FTA systems do not receive package programming.  You must purchase a DirecTV or Dish Network system to receive package programming such as CNN, ESPN and HBO.  Many American Satellite Distributors customers own two satellite systems; one for the hundreds of free channels and the other for special channels on a subscription-based satellite system.

When you purchase a free-to-air satellite system from American Satellite Distributors, you are purchasing equipment certified and licensed by the FCC.  When you view programs with your new FTA system, it is totally ethical and legal.  As long as the equipment is not manipulated in someway from its' intended use, you are totally within the law when you view free programs. 

Conversely, DirecTV, Dish Network, Bell ExpressVu and World TV signals are not free-to-air.  They are scrambled 'pay', or subscription channels.  Some people think that it is acceptable and legal to alter satellite equipment in an attempt to get free access to PAY channels.  Reception of subscription channels without paying for them is at the very least unethical.  Alteration of equipment that is not proprietary to the program provider is definitely a “gray area”.  Alteration of DirecTV, Dish Network or another provider’s proprietary equipment in order to receive free programming is definitely unlawful.  It is an action that is punishable by imprisonment and fines of up to $20,000.  Recently, O.J. Simpson was charged with theft of satellite service and fined the full $20,000.  

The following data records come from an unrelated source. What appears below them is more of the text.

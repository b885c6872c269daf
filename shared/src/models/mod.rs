//! Data models
//!
//! DTOs exchanged with the hospital backend. Field names are camelCase on the
//! wire; ids are `i64`.

pub mod account;
pub mod auth;
pub mod availability;
pub mod doctor_schedule;
pub mod employee;
pub mod employee_schedule;
pub mod inpatient;
pub mod time_off;
pub mod work_shift;

// Re-exports
pub use account::*;
pub use auth::*;
pub use availability::*;
pub use doctor_schedule::*;
pub use employee::*;
pub use employee_schedule::*;
pub use inpatient::*;
pub use time_off::*;
pub use work_shift::*;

Availability of Free-To-Air Channels

Remember this about FTA:  American Satellite Distributors makes no claims on behalf of the program providers.  While the number of free-to-air channels grows every month, some channels go off the air at some point.  They move to other locations or they may just cease to exist.  Our listings reflect what is available to our knowledge on this date.  We try to update it as promptly as possible. However, you can be sure about the current availability of a channel by consulting http://www.lyngsat.com/  

Ku Band and C-Band

Free-to-air satellite signals come in two types, Ku-Band (75cm dish required) and C-Band (at least a 120cm dish required).  Many of the international channels available in North America are broadcast in Ku (pronounced "kay-you") on the Intelsat 5 satellite (formerly called Telstar 5).  But others are available.  See the growing number of Free-to-Air listings.

Ku-Band channels: Ku-Band systems come with a satellite receiver (the box inside the house) and a remote control as well as a dish that points at only one satellite.  If you find that you want to look at more than one Ku-Band satellite, you may purchase a Satellite Dish Motor (it moves to look at many satellites, automatically).  Still, another solution to viewing channels from multiple ku-band satellites is a Toroidal Satellite Dish. Toroidal, combined with a DiSEqC switch makes for quick switching between channels. All of these systems are relatively easy to install, providing you have the right tools and some mechanical ability.

If you find yourself wanting to watch a channel that's broadcast on a C-Band satellite, the DVB 120 includes a 120cm dish that will receive signals from the stronger C-Band satellites.  The DVB 228 receives both C-Band AND Ku-Band channels from many different satellites.